[Extracted entries]

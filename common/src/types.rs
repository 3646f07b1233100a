use chrono::{DateTime, Utc};
use rust_decimal::Decimal;
use serde::{Deserialize, Serialize};
use std::fmt;
use std::str::FromStr;
use uuid::Uuid;

/// One OHLCV bar as returned by the market data provider.
///
/// `open_time` is the bar's opening timestamp in epoch milliseconds and is
/// the identity used by the candle ledger.
#[derive(Debug, Clone, PartialEq, Serialize, Deserialize)]
pub struct CandleRecord {
    pub symbol: String,
    pub timeframe: String,
    pub open_time: i64,
    pub open: f64,
    pub high: f64,
    pub low: f64,
    pub close: f64,
    pub volume: f64,
}

/// Candidate trade direction
#[derive(Debug, Clone, Copy, PartialEq, Eq, Hash, Serialize, Deserialize)]
#[serde(rename_all = "UPPERCASE")]
pub enum Side {
    Long,
    Short,
}

impl Side {
    pub fn as_str(&self) -> &'static str {
        match self {
            Side::Long => "LONG",
            Side::Short => "SHORT",
        }
    }
}

impl FromStr for Side {
    type Err = String;

    fn from_str(s: &str) -> Result<Self, Self::Err> {
        match s {
            "LONG" => Ok(Side::Long),
            "SHORT" => Ok(Side::Short),
            other => Err(format!("unknown side {:?}", other)),
        }
    }
}

impl fmt::Display for Side {
    fn fmt(&self, f: &mut fmt::Formatter<'_>) -> fmt::Result {
        f.write_str(self.as_str())
    }
}

#[derive(Debug, Clone, Copy, PartialEq, Eq, Hash, Serialize, Deserialize)]
#[serde(rename_all = "lowercase")]
pub enum TrendDirection {
    Bullish,
    Bearish,
    Neutral,
}

impl TrendDirection {
    /// True when this trend points directly against `side`
    pub fn opposes(&self, side: Side) -> bool {
        matches!(
            (self, side),
            (TrendDirection::Bearish, Side::Long) | (TrendDirection::Bullish, Side::Short)
        )
    }

    /// True when this trend points the same way as `side`
    pub fn supports(&self, side: Side) -> bool {
        matches!(
            (self, side),
            (TrendDirection::Bullish, Side::Long) | (TrendDirection::Bearish, Side::Short)
        )
    }
}

impl fmt::Display for TrendDirection {
    fn fmt(&self, f: &mut fmt::Formatter<'_>) -> fmt::Result {
        let s = match self {
            TrendDirection::Bullish => "bullish",
            TrendDirection::Bearish => "bearish",
            TrendDirection::Neutral => "neutral",
        };
        f.write_str(s)
    }
}

#[derive(Debug, Clone, Copy, PartialEq, Eq, Serialize, Deserialize)]
#[serde(rename_all = "lowercase")]
pub enum VolatilityRegime {
    Low,
    Normal,
    High,
}

impl VolatilityRegime {
    /// Classify from ATR expressed as a percentage of price.
    pub fn from_atr_pct(atr_pct: f64) -> Self {
        if atr_pct > 5.0 {
            VolatilityRegime::High
        } else if atr_pct < 2.0 {
            VolatilityRegime::Low
        } else {
            VolatilityRegime::Normal
        }
    }
}

/// An emitted trading signal. Immutable once created.
#[derive(Debug, Clone, PartialEq, Serialize, Deserialize)]
pub struct Signal {
    pub id: Uuid,
    pub symbol: String,
    pub timeframe: String,
    pub side: Side,
    /// Final score after confluence penalties
    pub score: f64,
    /// Final score normalised to 0..1
    pub confidence: f64,
    pub entry_price: Decimal,
    pub stop_loss: Decimal,
    pub take_profit: Decimal,
    pub reasons: Vec<String>,
    pub created_at: DateTime<Utc>,
    /// Open time of the closed candle this signal was derived from
    pub source_candle_ts: i64,
}

/// Ledger row: last fully processed closed candle per (symbol, timeframe)
#[derive(Debug, Clone, PartialEq, Serialize, Deserialize)]
pub struct ProcessedCandleState {
    pub symbol: String,
    pub timeframe: String,
    pub last_closed_ts: i64,
    pub processed_at: DateTime<Utc>,
}

#[derive(Debug, Clone, Copy, PartialEq, Eq, Hash, Serialize, Deserialize)]
#[serde(rename_all = "SCREAMING_SNAKE_CASE")]
pub enum WarningType {
    BtcShock,
    BreadthCollapse,
    CorrelationSpike,
}

impl WarningType {
    pub fn as_str(&self) -> &'static str {
        match self {
            WarningType::BtcShock => "BTC_SHOCK",
            WarningType::BreadthCollapse => "BREADTH_COLLAPSE",
            WarningType::CorrelationSpike => "CORRELATION_SPIKE",
        }
    }
}

impl FromStr for WarningType {
    type Err = String;

    fn from_str(s: &str) -> Result<Self, Self::Err> {
        match s {
            "BTC_SHOCK" => Ok(WarningType::BtcShock),
            "BREADTH_COLLAPSE" => Ok(WarningType::BreadthCollapse),
            "CORRELATION_SPIKE" => Ok(WarningType::CorrelationSpike),
            other => Err(format!("unknown warning type {:?}", other)),
        }
    }
}

impl fmt::Display for WarningType {
    fn fmt(&self, f: &mut fmt::Formatter<'_>) -> fmt::Result {
        f.write_str(self.as_str())
    }
}

#[derive(Debug, Clone, Copy, PartialEq, Eq, PartialOrd, Ord, Hash, Serialize, Deserialize)]
#[serde(rename_all = "UPPERCASE")]
pub enum Severity {
    Warning,
    Critical,
}

impl Severity {
    pub fn as_str(&self) -> &'static str {
        match self {
            Severity::Warning => "WARNING",
            Severity::Critical => "CRITICAL",
        }
    }

    /// Two-tier classification with strict comparisons: a value equal to a
    /// threshold does not reach that tier.
    pub fn classify(value: f64, warning_threshold: f64, critical_threshold: f64) -> Option<Self> {
        if value > critical_threshold {
            Some(Severity::Critical)
        } else if value > warning_threshold {
            Some(Severity::Warning)
        } else {
            None
        }
    }
}

impl FromStr for Severity {
    type Err = String;

    fn from_str(s: &str) -> Result<Self, Self::Err> {
        match s {
            "WARNING" => Ok(Severity::Warning),
            "CRITICAL" => Ok(Severity::Critical),
            other => Err(format!("unknown severity {:?}", other)),
        }
    }
}

impl fmt::Display for Severity {
    fn fmt(&self, f: &mut fmt::Formatter<'_>) -> fmt::Result {
        f.write_str(self.as_str())
    }
}

/// Market anomaly record. Append-only.
#[derive(Debug, Clone, PartialEq, Serialize, Deserialize)]
pub struct Warning {
    pub id: Uuid,
    pub warning_type: WarningType,
    pub severity: Severity,
    pub message: String,
    pub triggered_value: f64,
    /// Threshold of the tier that was crossed
    pub threshold: f64,
    pub created_at: DateTime<Utc>,
    pub metadata: serde_json::Value,
}

impl Warning {
    pub fn new(
        warning_type: WarningType,
        severity: Severity,
        message: impl Into<String>,
        triggered_value: f64,
        threshold: f64,
        metadata: serde_json::Value,
    ) -> Self {
        Self {
            id: Uuid::new_v4(),
            warning_type,
            severity,
            message: message.into(),
            triggered_value,
            threshold,
            created_at: Utc::now(),
            metadata,
        }
    }

    pub fn is_critical(&self) -> bool {
        self.severity == Severity::Critical
    }
}

/// Snapshot of the orchestration gate
#[derive(Debug, Clone, Default, PartialEq, Serialize, Deserialize)]
pub struct PauseStatus {
    pub paused: bool,
    pub reason: Option<String>,
    pub since: Option<DateTime<Utc>>,
}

[/Extracted entries]

▶ [Work instructions]: Copy out each line carrying the string "BtcShock" from the data.

▶ [Exercise result]:
    BtcShock,
            WarningType::BtcShock => "BTC_SHOCK",
            "BTC_SHOCK" => Ok(WarningType::BtcShock),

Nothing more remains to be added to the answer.